Prototype of an angular-selective photoelectron calibration source for the KATRIN experiment

TL;DR

This paper presents a prototype photoelectron source with narrow energy spread and angular selectivity, crucial for calibrating the KATRIN spectrometer to improve neutrino mass measurements.

Contribution

It introduces a novel angular-selective photoelectron source prototype designed for precise spectrometer calibration in neutrino mass experiments.

Findings

Achieved narrow energy spread in photoelectron emission.

Demonstrated effective angular selectivity via electric and magnetic fields.
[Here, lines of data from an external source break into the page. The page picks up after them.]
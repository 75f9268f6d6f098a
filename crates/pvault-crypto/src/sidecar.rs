//! JSON sidecar that travels next to the ciphertext blob
//!
//! ```json
//! {
//!   "version": 1,
//!   "isKeyProtected": true,
//!   "fileNonce": "<base64, 12 bytes>",
//!   "keyMaterial": "<base64, 32 raw or 48 wrapped bytes>",
//!   "keyNonce": "<base64, 12 bytes>",     // protected only
//!   "keySalt": "<base64, 16 bytes>",      // protected only
//!   "kdf": { "algorithm": "pbkdf2-sha256", "iterations": 100000 }
//! }
//! ```
//!
//! A missing `kdf` on a protected sidecar means PBKDF2-SHA256 at 100 000
//! iterations.

use serde::{Deserialize, Serialize};
use zeroize::Zeroizing;

use crate::envelope::{Envelope, KeyMaterial};
use crate::error::{CryptoError, CryptoResult};
use crate::kdf::KdfParams;
use crate::keys::WRAPPED_KEY_SIZE;
use crate::{KEY_SIZE, NONCE_SIZE, SALT_SIZE};

/// Current sidecar format version.
pub const SIDECAR_VERSION: u32 = 1;

fn default_version() -> u32 {
    SIDECAR_VERSION
}

/// Envelope header in its transport form. Everything but the ciphertext.
#[derive(Debug, Clone, PartialEq, Eq, Serialize, Deserialize)]
#[serde(rename_all = "camelCase")]
pub struct Sidecar {
    #[serde(default = "default_version")]
    pub version: u32,
    pub is_key_protected: bool,
    pub file_nonce: String,
    pub key_material: String,
    #[serde(default, skip_serializing_if = "Option::is_none")]
    pub key_nonce: Option<String>,
    #[serde(default, skip_serializing_if = "Option::is_none")]
    pub key_salt: Option<String>,
    #[serde(default, skip_serializing_if = "Option::is_none")]
    pub kdf: Option<KdfParams>,
}

impl Sidecar {
    /// Serialize to JSON bytes
    pub fn to_bytes(&self) -> CryptoResult<Vec<u8>> {
        serde_json::to_vec_pretty(self)
            .map_err(|e| CryptoError::malformed(format!("sidecar serialization: {e}")))
    }

    /// Deserialize from JSON bytes
    pub fn from_bytes(data: &[u8]) -> CryptoResult<Self> {
        serde_json::from_slice(data)
            .map_err(|e| CryptoError::malformed(format!("sidecar deserialization: {e}")))
    }
}

impl Envelope {
    /// The transport header for this envelope.
    pub fn sidecar(&self) -> Sidecar {
        let (key_nonce, key_salt, kdf) = match self.key() {
            KeyMaterial::Raw(_) => (None, None, None),
            KeyMaterial::Protected {
                nonce, salt, kdf, ..
            } => (
                Some(base64_encode(nonce)),
                Some(base64_encode(salt)),
                Some(*kdf),
            ),
        };

        Sidecar {
            version: SIDECAR_VERSION,
            is_key_protected: self.is_key_protected(),
            file_nonce: base64_encode(self.file_nonce()),
            key_material: base64_encode(self.key_material()),
            key_nonce,
            key_salt,
            kdf,
        }
    }

    /// Reassemble an envelope from a downloaded blob and its sidecar.
    ///
    /// Rejects sidecars whose protection flag disagrees with the presence
    /// of `keyNonce`/`keySalt`, and fields of the wrong length.
    pub fn from_parts(ciphertext: Vec<u8>, sidecar: &Sidecar) -> CryptoResult<Self> {
        if sidecar.version != SIDECAR_VERSION {
            return Err(CryptoError::malformed(format!(
                "unsupported sidecar version {}",
                sidecar.version
            )));
        }

        let file_nonce: [u8; NONCE_SIZE] = decode_fixed(&sidecar.file_nonce, "fileNonce")?;
        let material = Zeroizing::new(base64_decode(&sidecar.key_material, "keyMaterial")?);

        let key = match (
            sidecar.is_key_protected,
            sidecar.key_nonce.as_deref(),
            sidecar.key_salt.as_deref(),
        ) {
            (false, None, None) => {
                if sidecar.kdf.is_some() {
                    return Err(CryptoError::malformed("kdf present on unprotected envelope"));
                }
                if material.len() != KEY_SIZE {
                    return Err(CryptoError::malformed(format!(
                        "keyMaterial must be {KEY_SIZE} bytes, got {}",
                        material.len()
                    )));
                }
                let mut raw = Zeroizing::new([0u8; KEY_SIZE]);
                raw.copy_from_slice(&material);
                KeyMaterial::Raw(raw)
            }
            (true, Some(nonce), Some(salt)) => {
                if material.len() != WRAPPED_KEY_SIZE {
                    return Err(CryptoError::malformed(format!(
                        "wrapped keyMaterial must be {WRAPPED_KEY_SIZE} bytes, got {}",
                        material.len()
                    )));
                }
                let kdf = sidecar.kdf.unwrap_or_default();
                kdf.check_bounds()?;
                KeyMaterial::Protected {
                    wrapped: material.to_vec(),
                    nonce: decode_fixed(nonce, "keyNonce")?,
                    salt: decode_fixed(salt, "keySalt")?,
                    kdf,
                }
            }
            (true, _, _) => {
                return Err(CryptoError::malformed(
                    "protected envelope requires both keyNonce and keySalt",
                ))
            }
            (false, _, _) => {
                return Err(CryptoError::malformed(
                    "unprotected envelope must not carry keyNonce or keySalt",
                ))
            }
        };

        Ok(Envelope::new(ciphertext, file_nonce, key))
    }
}

fn decode_fixed<const N: usize>(s: &str, field: &str) -> CryptoResult<[u8; N]> {
    let bytes = base64_decode(s, field)?;
    bytes.as_slice().try_into().map_err(|_| {
        CryptoError::malformed(format!("{field} must be {N} bytes, got {}", bytes.len()))
    })
}

fn base64_encode(data: &[u8]) -> String {
    use base64::engine::general_purpose::STANDARD;
    use base64::Engine;
    STANDARD.encode(data)
}

fn base64_decode(s: &str, field: &str) -> CryptoResult<Vec<u8>> {
    use base64::engine::general_purpose::STANDARD;
    use base64::Engine;
    STANDARD
        .decode(s)
        .map_err(|e| CryptoError::malformed(format!("{field}: base64 decode: {e}")))
}
impl BackupStore {
    pub fn new(op: Operator, prefix: &str) -> Self {
        Self {
            op,
            prefix: prefix.trim_matches('/').to_string(),
        }
    }

    pub fn operator(&self) -> &Operator {
        &self.op
    }

    /// Key prefix with surrounding slashes removed.
    pub fn prefix(&self) -> &str {
        &self.prefix
    }

    fn key(&self, rel: &str) -> String {
        if self.prefix.is_empty() {
            rel.to_string()
        } else {
            format!("{}/{}", self.prefix, rel)
        }
    }

    fn blob_key(&self, id: &str) -> String {
        self.key(&format!("blobs/{id}"))
    }

    fn record_key(&self, id: &str) -> String {
        self.key(&format!("files/{id}.json"))
    }

    /// Store an envelope and its record. Returns the new record.
    pub async fn upload(&self, req: UploadRequest) -> StorageResult<StoredFile> {
        let original_filename = normalize_name(&req.original_filename)?;
        let folder = req.folder.as_deref().and_then(normalize_folder);
        let id = Uuid::new_v4().to_string();

        if !req.envelope.is_key_protected() {
            warn!(
                id = %id,
                "uploading envelope without passphrase protection; its key is stored alongside it"
            );
        }

        let encryption = req.envelope.sidecar();
        let ciphertext = req.envelope.into_ciphertext();
        let record = StoredFile {
            id: id.clone(),
            original_filename,
            size: req.size,
            encrypted_size: ciphertext.len() as u64,
            created_at: now_unix(),
            folder,
            metadata: req.metadata.filter(|m| !m.is_empty()),
            encryption,
        };

        self.op.write(&self.blob_key(&id), ciphertext).await?;
        self.write_record(&record).await?;

        info!(
            id = %record.id,
            name = %record.original_filename,
            bytes = record.encrypted_size,
            protected = record.encryption.is_key_protected,
            "uploaded"
        );
        Ok(record)
    }

    /// Fetch the record for `id`.
    pub async fn get(&self, id: &str) -> StorageResult<StoredFile> {
        let id = parse_id(id)?;
        match self.op.read(&self.record_key(&id)).await {
            Ok(buf) => Ok(serde_json::from_slice(&buf.to_vec())?),
            Err(e) if e.kind() == opendal::ErrorKind::NotFound => Err(StorageError::NotFound(id)),
            Err(e) => Err(e.into()),
        }
    }

    /// Fetch the record and reassemble the stored envelope.
    pub async fn download(&self, id: &str) -> StorageResult<(StoredFile, Envelope)> {
        let record = self.get(id).await?;
        let ciphertext = match self.op.read(&self.blob_key(&record.id)).await {
            Ok(buf) => buf.to_vec(),
            Err(e) if e.kind() == opendal::ErrorKind::NotFound => {
                return Err(StorageError::NotFound(record.id))
            }
            Err(e) => return Err(e.into()),
        };

        if ciphertext.len() as u64 != record.encrypted_size {
            warn!(
                id = %record.id,
                expected = record.encrypted_size,
                actual = ciphertext.len(),
                "blob size differs from record"
            );
        }

        let envelope = Envelope::from_parts(ciphertext, &record.encryption)?;
        info!(id = %record.id, name = %record.original_filename, "downloaded");
        Ok((record, envelope))
    }

    /// All records, optionally restricted to one folder, oldest first.
    pub async fn list(&self, folder: Option<&str>) -> StorageResult<Vec<StoredFile>> {
        let dir = self.key("files/");
        let entries = match self.op.list(&dir).await {
            Ok(entries) => entries,
            Err(e) if e.kind() == opendal::ErrorKind::NotFound => return Ok(Vec::new()),
            Err(e) => return Err(e.into()),
        };
        let folder = folder.and_then(normalize_folder);

        let mut files = Vec::new();
        for entry in entries {
            if !entry.name().ends_with(".json") {
                continue;
            }
            let buf = self.op.read(entry.path()).await?;
            let record: StoredFile = match serde_json::from_slice(&buf.to_vec()) {
                Ok(r) => r,
                Err(e) => {
                    warn!(path = %entry.path(), error = %e, "skipping unreadable file record");
                    continue;
                }
            };
            if folder.is_none() || record.folder == folder {
                files.push(record);
            }
        }

        files.sort_by(|a, b| {
            a.created_at
                .cmp(&b.created_at)
                .then_with(|| a.original_filename.cmp(&b.original_filename))
        });
        debug!(count = files.len(), "listed file records");
        Ok(files)
    }

    /// Change the display name of a stored file. The blob is untouched.
    pub async fn rename(&self, id: &str, new_name: &str) -> StorageResult<StoredFile> {
        let new_name = normalize_name(new_name)?;
        let mut record = self.get(id).await?;
        let old = std::mem::replace(&mut record.original_filename, new_name);
        self.write_record(&record).await?;
        info!(id = %record.id, from = %old, to = %record.original_filename, "renamed");
        Ok(record)
    }

    /// Remove a stored file: record first, then its blob.
    ///
    /// A failure between the two steps leaves an orphan blob, which is never
    /// listed, rather than a record whose blob is gone.
    pub async fn delete(&self, id: &str) -> StorageResult<()> {
        let record = self.get(id).await?;
        self.remove(&record).await?;
        info!(id = %record.id, name = %record.original_filename, "deleted");
        Ok(())
    }

    /// Put a stored file into `folder`, or back at the top level with `None`.
    pub async fn move_file(&self, id: &str, folder: Option<&str>) -> StorageResult<StoredFile> {
        let mut record = self.get(id).await?;
        let folder = folder.and_then(normalize_folder);
        let old = std::mem::replace(&mut record.folder, folder);
        self.write_record(&record).await?;
        info!(
            id = %record.id,
            from = old.as_deref().unwrap_or("/"),
            to = record.folder.as_deref().unwrap_or("/"),
            "moved"
        );
        Ok(record)
    }

    /// Every folder that holds at least one file, with per-folder totals.
    /// Folders exist only as an attribute of their files.
    pub async fn folders(&self) -> StorageResult<Vec<FolderSummary>> {
        let mut folders: BTreeMap<String, FolderSummary> = BTreeMap::new();
        for record in self.list(None).await? {
            let Some(name) = record.folder else { continue };
            let entry = folders.entry(name.clone()).or_insert_with(|| FolderSummary {
                name,
                file_count: 0,
                bytes: 0,
            });
            entry.file_count += 1;
            entry.bytes += record.size;
        }
        Ok(folders.into_values().collect())
    }

    /// Rename `old` to `new`, carrying its subfolders along. Returns the
    /// number of files whose folder changed.
    pub async fn rename_folder(&self, old: &str, new: &str) -> StorageResult<usize> {
        let old = normalize_folder(old).ok_or_else(|| StorageError::InvalidName(old.to_string()))?;
        let new = normalize_folder(new).ok_or_else(|| StorageError::InvalidName(new.to_string()))?;

        let mut moved = 0;
        for mut record in self.list(None).await? {
            let Some(current) = record.folder.as_deref() else { continue };
            let Some(rest) = folder_suffix(current, &old) else { continue };
            let renamed = format!("{new}{rest}");
            record.folder = Some(renamed);
            self.write_record(&record).await?;
            moved += 1;
        }

        if moved == 0 {
            return Err(StorageError::NotFound(old));
        }
        info!(from = %old, to = %new, files = moved, "renamed folder");
        Ok(moved)
    }

    /// Delete every file in `folder` and its subfolders. Returns the number
    /// of files removed.
    pub async fn delete_folder(&self, folder: &str) -> StorageResult<usize> {
        let folder =
            normalize_folder(folder).ok_or_else(|| StorageError::InvalidName(folder.to_string()))?;

        let mut removed = 0;
        for record in self.list(None).await? {
            let inside = record
                .folder
                .as_deref()
                .is_some_and(|f| folder_suffix(f, &folder).is_some());
            if inside {
                self.remove(&record).await?;
                removed += 1;
            }
        }

        if removed == 0 {
            return Err(StorageError::NotFound(folder));
        }
        info!(folder = %folder, files = removed, "deleted folder");
        Ok(removed)
    }

    /// Totals across every stored file.
    pub async fn usage(&self) -> StorageResult<StorageUsage> {
        let files = self.list(None).await?;
        let usage = StorageUsage {
            files: files.len() as u64,
            bytes: files.iter().map(|f| f.size).sum(),
            encrypted_bytes: files.iter().map(|f| f.encrypted_size).sum(),
        };
        debug!(files = usage.files, bytes = usage.bytes, "computed usage");
        Ok(usage)
    }

    async fn remove(&self, record: &StoredFile) -> StorageResult<()> {
        self.op.delete(&self.record_key(&record.id)).await?;
        self.op.delete(&self.blob_key(&record.id)).await?;
        Ok(())
    }

    async fn write_record(&self, record: &StoredFile) -> StorageResult<()> {
        let json = serde_json::to_vec_pretty(record)?;
        self.op.write(&self.record_key(&record.id), json).await?;
        Ok(())
    }
}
Provides a calibration tool for high-resolution spectrometers.

Abstract

The method of direct neutrino mass determination based on the kinematics of tritium beta decay, which is adopted by the KATRIN experiment, makes use of a large, high-resolution electrostatic spectrometer with magnetic adiabatic collimation. In order to target a sensitivity on the neutrino mass of 0.2 eV/c^2, a detailed understanding of the electromagnetic properties of the electron spectrometer is essential, requiring comprehensive calibration measurements with dedicated electron sources. In this paper we report on a prototype of a photoelectron source providing a narrow energy spread and angular selectivity. Both are key properties for the characterisation of the spectrometer. The angular selectivity is achieved by applying non-parallel strong electric and magnetic fields: Directly after being created, photoelectrons are accelerated rapidly and non-adiabatically by a strong electric field before adiabatic magnetic guiding takes over.